Utilisation, applications et développements

L’échelle nécessite un entraînement pour être utilisée. Il faut notamment se familiariser avec ses principes de construction et de validation. Des instructions de cotation sont disponibles auprès de A. Guedeney, dans un dossier de formation publié par les Cahiers de la Puéricultrice [28] et dans des cassettes vidéo d’entraînement et un film de présentation, ainsi que sur un site Internet (www.adbb.net)[3] [29].

L’échelle peut être utilisée de façon systématique, pour tous les enfants d’un âge donné, ou de manière spécifique pour répondre à une inquiétude concernant un enfant. Si un niveau de retrait supérieur à la valeur seuil est noté par un observateur entraîné, il faut vérifier que ce niveau est retrouvé à un autre examen, une à deux semaines plus tard. On recherche alors la cause de ce retrait, et on précise s’il est généralisé à toutes les relations ou spécifique à une seule, ce qui orienterait vers un trouble relationnel.

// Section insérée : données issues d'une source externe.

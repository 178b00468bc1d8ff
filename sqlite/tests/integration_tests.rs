//! Integration tests for the plugin-installer-sqlite crate.

use plugin_installer_core::{AuthStore, LinkFilter, LinkTable, SchemaConn};
use plugin_installer_sqlite::SqliteStore;
use rusqlite::Connection;

fn fresh_store(prefix: &str) -> SqliteStore {
    let conn = Connection::open_in_memory().unwrap();
    let store = SqliteStore::new(conn, prefix).unwrap();
    store.setup().unwrap();
    store
}

#[test]
fn setup_and_teardown_round_trip() {
    let store = fresh_store("wolf_");
    assert_eq!(store.probe("wolf_permission").unwrap(), 0);
    assert_eq!(store.probe("wolf_role").unwrap(), 0);
    assert_eq!(store.probe("wolf_role_permission").unwrap(), 0);
    assert_eq!(store.probe("wolf_user_role").unwrap(), 0);

    store.teardown().unwrap();
    assert!(store.probe("wolf_permission").is_err());
    assert!(store.probe("wolf_role").is_err());
}

#[test]
fn teardown_without_setup_is_fine() {
    let conn = Connection::open_in_memory().unwrap();
    let store = SqliteStore::new(conn, "wolf_").unwrap();
    store.teardown().unwrap();
}

#[test]
fn prefixes_isolate_installations() {
    let conn = Connection::open_in_memory().unwrap();
    let first = SqliteStore::new(conn, "a_").unwrap();
    first.setup().unwrap();
    first.insert_role("editor").unwrap();

    let second = SqliteStore::new(first.into_connection(), "b_").unwrap();
    second.setup().unwrap();
    assert!(second.find_role("editor").unwrap().is_none());
}

#[test]
fn execute_is_raw_sql() {
    let store = fresh_store("wolf_");
    store
        .execute("CREATE TABLE widgets (id INTEGER PRIMARY KEY, label TEXT)")
        .unwrap();
    assert_eq!(store.probe("widgets").unwrap(), 0);

    store.execute("INSERT INTO widgets (label) VALUES ('a')").unwrap();
    assert_eq!(store.probe("widgets").unwrap(), 1);
}

#[test]
fn duplicate_names_are_not_rejected_by_the_schema() {
    // Uniqueness is the provisioning layer's job, by lookup-before-insert.
    let store = fresh_store("wolf_");
    assert!(store.insert_permission("edit").unwrap());
    assert!(store.insert_permission("edit").unwrap());
}

#[test]
fn user_role_links_are_countable_and_deletable() {
    let store = fresh_store("wolf_");
    store.insert_role("editor").unwrap();
    let role = store.find_role("editor").unwrap().unwrap();

    store
        .execute(&format!(
            "INSERT INTO wolf_user_role (user_id, role_id) VALUES (7, {0}), (8, {0})",
            role.id
        ))
        .unwrap();
    assert_eq!(
        store
            .count_links(LinkTable::UserRole, LinkFilter::Role(role.id))
            .unwrap(),
        2
    );

    store
        .delete_links(LinkTable::UserRole, LinkFilter::Role(role.id))
        .unwrap();
    assert_eq!(
        store
            .count_links(LinkTable::UserRole, LinkFilter::Role(role.id))
            .unwrap(),
        0
    );
}
//! Role set reconciliation.
//!
//! Same convergence semantics as permission reconciliation, with a longer
//! cascade on removal: a role's user-membership links go first, then its
//! grant links, then the role row, each delete verified by a zero count
//! before the next step runs.

use plugin_installer_core::{
    AuthStore, EntityKind, InstallError, LinkFilter, LinkTable, Result, Role, split_names,
};
use tracing::debug;

use crate::Installer;

impl<S: AuthStore> Installer<S> {
    /// Creates every role in a comma-separated list that does not already
    /// exist.
    ///
    /// Stops at the first insertion failure; roles created earlier in the
    /// list stay created.
    ///
    /// # Errors
    ///
    /// Returns [`InstallError::InsertFailed`] naming the first role the
    /// backend rejected.
    pub fn create_roles(&self, roles: &str) -> Result<()> {
        for name in split_names(roles) {
            if self.store.find_role(name)?.is_some() {
                continue;
            }
            debug!(role = name, "Creating role");
            if !self.store.insert_role(name)? {
                return Err(InstallError::InsertFailed(EntityKind::Role, name.to_string()));
            }
        }
        Ok(())
    }

    /// Removes every role in a comma-separated list that exists, cascading
    /// through user-role and role-permission links in that order.
    ///
    /// Absent names are skipped. Stops at the first verification failure,
    /// leaving the role in place.
    ///
    /// # Errors
    ///
    /// - [`InstallError::LinkRemovalFailed`] if membership or grant links
    ///   survive their delete (the variant names which link table)
    /// - [`InstallError::EntityRemovalFailed`] if the role row survives its
    ///   own delete
    pub fn remove_roles(&self, roles: &str) -> Result<()> {
        for name in split_names(roles) {
            if let Some(r) = self.store.find_role(name)? {
                debug!(role = name, "Removing role");
                self.remove_role_entry(&r)?;
            }
        }
        Ok(())
    }

    /// Renames a role and verifies the new name resolves.
    ///
    /// As with permissions, the target name is not checked for uniqueness;
    /// renaming onto an existing name yields duplicate-name roles.
    ///
    /// # Errors
    ///
    /// - [`InstallError::NotFound`] if `role` does not resolve
    /// - [`InstallError::RenameVerificationFailed`] if `new_name` does not
    ///   resolve after the write
    pub fn rename_role(&self, role: &str, new_name: &str) -> Result<()> {
        let role = role.trim();
        let new_name = new_name.trim();

        let Some(r) = self.store.find_role(role)? else {
            return Err(InstallError::NotFound(EntityKind::Role, role.to_string()));
        };

        self.store.rename_role(r.id, new_name)?;

        if self.store.find_role(new_name)?.is_none() {
            return Err(InstallError::RenameVerificationFailed {
                kind: EntityKind::Role,
                from: role.to_string(),
                to: new_name.to_string(),
            });
        }
        Ok(())
    }

    /// Cascade-safe removal of one resolved role. Link order is fixed:
    /// user-role first, role-permission second, owning row last.
    fn remove_role_entry(&self, r: &Role) -> Result<()> {
        for table in [LinkTable::UserRole, LinkTable::RolePermission] {
            self.store.delete_links(table, LinkFilter::Role(r.id))?;
            if self.store.count_links(table, LinkFilter::Role(r.id))? > 0 {
                return Err(InstallError::LinkRemovalFailed {
                    table,
                    name: r.name.clone(),
                });
            }
        }

        self.store.delete_role(r.id)?;
        if self.store.count_roles(r.id)? > 0 {
            return Err(InstallError::EntityRemovalFailed(
                EntityKind::Role,
                r.name.clone(),
            ));
        }
        Ok(())
    }
}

Diverses applications ont été faites en clinique et en recherche. L’échelle est a priori utile dans l’évaluation des pathologies parentales, dépression post-natale en premier lieu, mais aussi dans les unités mère-bébé. Elle peut être utile en Centre d’action médico-sociale précoce (CAMSP), dans le suivi des pathologies liées à la prématurité et aux maladies génétiques. L’échelle a montré la même note seuil de 5 et au-dessus dans diverses études, et a pu être comparée favorablement à des instruments de référence (pour plus de précisions, voir [30-35])[3].

Conclusions

L’échelle ADBB permet d’évaluer le retrait relationnel chez le bébé, ce qui en fait un instrument privilégié de détection d’une symptomatologie d’alarme importante, intervenant dans de nombreuses situations psychopathologiques précoces dont elle peut faciliter l’investigation.